New research also reveals that TPRV1 can be found in intestinal epithelial cells. TPRV1 is activated by epidermal growth factor receptor or EGFR, an important driver of cell proliferation in the intestines and the gut.
"A basic level of EGFR activity is required to maintain the normal cell turnover in the gut," first author Petrus de Jong, MD, of the University of California, San Diego School of Medicine, said in a news release. "However, if EGFR signaling is left unrestrained, the risk of sporadic tumor development increases."
Researchers explain that the interaction between TRPV1 and EGFR lowers the risk of unwanted growth and intestinal tumor development.
The latest study revealed that mice genetically modified to be TRPV1-deficient suffered significantly higher rates of intestinal tumor growths.
"These results showed us that epithelial TRPV1 normally works as a tumor suppressor in the intestines," added de Jong.
Colorectal cancer-prone mice fed capsaicin also experienced a 30 percent longer lifespan than those not given the pepper ingredient.

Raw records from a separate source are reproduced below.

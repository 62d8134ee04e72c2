//! CLI argument definitions

use chrono::NaiveDate;
use clap::{Args, Parser, Subcommand, ValueEnum};
use forgepm_core::{MapTarget, DEFAULT_INSTANCE_ID};
use std::path::PathBuf;

#[derive(Parser)]
#[command(name = "forgepm")]
#[command(version, about = "Supervisor and control plane for dedicated game servers")]
pub struct Cli {
    #[command(subcommand)]
    pub command: Commands,

    /// Increase verbosity (-v, -vv, -vvv)
    #[arg(short, long, action = clap::ArgAction::Count, global = true)]
    pub verbose: u8,

    /// Output in JSON format instead of tables
    #[arg(long, global = true)]
    pub json: bool,
}

#[derive(Subcommand)]
pub enum Commands {
    /// List server instances
    #[command(alias = "status")]
    Ls,

    /// Show details of one instance
    Show {
        #[arg(default_value = DEFAULT_INSTANCE_ID)]
        id: String,
    },

    /// Register a new server instance
    Create(CreateArgs),

    /// Change an instance's name, paths or settings
    Update(UpdateArgs),

    /// Remove an instance, stopping it first
    #[command(alias = "delete")]
    Rm { id: String },

    /// Start a server
    Start {
        #[arg(default_value = DEFAULT_INSTANCE_ID)]
        id: String,

        /// Extra server arguments
        #[arg(last = true)]
        args: Vec<String>,
    },

    /// Stop a server (terminate, then kill after the grace period)
    Stop {
        #[arg(default_value = DEFAULT_INSTANCE_ID)]
        id: String,
    },

    /// Stop and start a server
    Restart {
        #[arg(default_value = DEFAULT_INSTANCE_ID)]
        id: String,
    },

    /// Send a command to the server's remote console
    Rcon {
        /// Instance id
        #[arg(short, long, default_value = DEFAULT_INSTANCE_ID)]
        instance: String,

        /// Command words, e.g. `#status`
        #[arg(required = true, trailing_var_arg = true, allow_hyphen_values = true)]
        command: Vec<String>,
    },

    /// List connected players
    Players {
        #[arg(default_value = DEFAULT_INSTANCE_ID)]
        id: String,
    },

    /// Kick a player by their list index
    Kick {
        index: u32,

        #[arg(short, long, default_value = DEFAULT_INSTANCE_ID)]
        instance: String,

        #[arg(short, long)]
        reason: Option<String>,
    },

    /// Ban a player by identity
    Ban {
        identifier: String,

        #[arg(short, long, default_value = DEFAULT_INSTANCE_ID)]
        instance: String,

        #[arg(short, long)]
        reason: Option<String>,
    },

    /// View daemon or server console logs
    Logs(LogsArgs),

    /// Show recent crashes detected by the watchdog
    Crashes {
        #[arg(long, default_value = "20")]
        limit: usize,
    },

    /// Show or toggle the crash watchdog
    Watchdog {
        #[arg(value_enum)]
        action: Option<WatchdogAction>,
    },

    /// Manage scheduled jobs
    Jobs(JobsArgs),

    /// Manage map slots and change maps
    Maps(MapsArgs),

    /// Resource usage, console metrics and uptime
    Stats(StatsArgs),

    /// Configure notifications (Discord webhook)
    Notify(NotifyArgs),

    /// Check daemon health
    Ping,

    /// Stop the daemon; running servers keep running
    Kill,
}

#[derive(Args)]
pub struct CreateArgs {
    /// Instance id (letters, digits, `-` and `_`)
    pub id: String,

    /// Display name
    #[arg(short, long)]
    pub name: Option<String>,

    /// Server install directory
    #[arg(long)]
    pub path: Option<PathBuf>,

    /// Server config file, relative paths resolve against the install directory
    #[arg(long = "config")]
    pub config_path: Option<PathBuf>,
}

#[derive(Args)]
pub struct UpdateArgs {
    pub id: String,

    #[arg(short, long)]
    pub name: Option<String>,

    #[arg(long)]
    pub path: Option<PathBuf>,

    #[arg(long = "config")]
    pub config_path: Option<PathBuf>,

    /// Instance setting (KEY=VALUE, repeatable); replaces all settings
    #[arg(long = "set", value_parser = parse_key_value)]
    pub settings: Vec<(String, String)>,
}

#[derive(Args)]
pub struct LogsArgs {
    /// Only entries of this instance
    pub instance: Option<String>,

    /// Number of lines to show
    #[arg(long, default_value = "50")]
    pub lines: usize,

    /// Read the server's console file instead of the daemon log
    #[arg(long)]
    pub console: bool,

    /// Filter log lines by regex pattern
    #[arg(long)]
    pub grep: Option<String>,
}

#[derive(Clone, Copy, ValueEnum)]
pub enum WatchdogAction {
    On,
    Off,
    Status,
}

#[derive(Args)]
pub struct JobsArgs {
    #[command(subcommand)]
    pub command: Option<JobsCommand>,
}

#[derive(Clone, Copy, PartialEq, Eq, ValueEnum)]
pub enum ActionKind {
    Restart,
    Start,
    Stop,
    Changemap,
}

#[derive(Subcommand)]
pub enum JobsCommand {
    /// List jobs
    Ls,

    /// Add a job
    Add(AddJobArgs),

    /// Change a job
    Update(UpdateJobArgs),

    /// Delete a job
    Rm { id: String },

    /// Run a job now
    Run { id: String },
}

#[derive(Args)]
pub struct AddJobArgs {
    pub name: String,

    /// Six-field cron expression with seconds, e.g. "0 0 4 * * *"
    #[arg(long)]
    pub cron: String,

    #[arg(long, value_enum)]
    pub action: ActionKind,

    #[arg(short, long, default_value = DEFAULT_INSTANCE_ID)]
    pub instance: String,

    /// Map slot or scenario id for changemap jobs
    #[arg(long)]
    pub map: Option<MapTarget>,

    /// Create the job disabled
    #[arg(long)]
    pub disabled: bool,

    #[arg(long)]
    pub description: Option<String>,
}

#[derive(Args)]
pub struct UpdateJobArgs {
    pub id: String,

    #[arg(long)]
    pub name: Option<String>,

    #[arg(long)]
    pub cron: Option<String>,

    #[arg(long, conflicts_with = "disable")]
    pub enable: bool,

    #[arg(long)]
    pub disable: bool,

    #[arg(long)]
    pub description: Option<String>,
}

#[derive(Args)]
pub struct MapsArgs {
    #[command(subcommand)]
    pub command: Option<MapsCommand>,
}

#[derive(Subcommand)]
pub enum MapsCommand {
    /// List map slots
    Ls,

    /// Map a slot number to a scenario
    Add {
        slot: u32,
        scenario_id: String,
        #[arg(short, long)]
        name: Option<String>,
    },

    /// Remove a map slot
    Rm { slot: u32 },

    /// Rewrite the scenario and restart the server
    Apply {
        /// Slot number or literal scenario id
        target: MapTarget,

        #[arg(short, long, default_value = DEFAULT_INSTANCE_ID)]
        instance: String,
    },

    /// Show the configured scenario
    Current {
        #[arg(default_value = DEFAULT_INSTANCE_ID)]
        id: String,
    },
}

#[derive(Args)]
pub struct StatsArgs {
    #[arg(default_value = DEFAULT_INSTANCE_ID)]
    pub id: String,

    /// Recorded metric points instead of live figures
    #[arg(long)]
    pub history: bool,

    /// Day to read (YYYY-MM-DD), today by default
    #[arg(long, requires = "history")]
    pub date: Option<NaiveDate>,
}

#[derive(Args)]
pub struct NotifyArgs {
    #[command(subcommand)]
    pub command: NotifyCommand,
}

#[derive(Subcommand)]
pub enum NotifyCommand {
    /// Configure a Discord webhook
    Discord {
        #[arg(long)]
        webhook: String,

        /// Name shown as the message author
        #[arg(long)]
        username: Option<String>,
    },

    /// Remove notification configuration
    Remove {
        /// Channel to remove (e.g., "discord")
        channel: String,
    },

    /// Set which events to notify on
    Events {
        /// Comma-separated event types, empty for all
        #[arg(long)]
        set: String,
    },

    /// Show current notification configuration
    Status,

    /// Send a test message
    Test,
}

fn parse_key_value(s: &str) -> Result<(String, String), String> {
    let pos = s.find('=').ok_or("Expected KEY=VALUE format")?;
    Ok((s[..pos].to_string(), s[pos + 1..].to_string()))
}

"Our data suggest that individuals at high risk of developing recurrent intestinal tumors may benefit from chronic TRPV1 activation," Raz concluded. "We have provided proof-of-principle."
Colorectal cancer is a malignant tumor arising from the inner wall of the large intestine. It is the third leading cause of cancer in males and fourth in females in the U.S. Risk factors for this disease include heredity, colon polyps, and long-standing ulcerative colitis.
Most colorectal cancers develop from polyps. Removal of colon polyps can prevent colorectal cancer. Colon polyps and early cancer can have no symptoms. Therefore, regular screening is important.
Diagnosis of this illness can be made by barium enema or by colonoscopy with biopsy confirmation of cancer tissue. It depends on the location, size, and extent of cancer spread, as well as the health of the patient. Surgery is the most common treatment for colorectal cancer though chemotherapy can extend life and improve quality of life for those living with this illness.
The findings are published in The Journal of Clinical Investigation.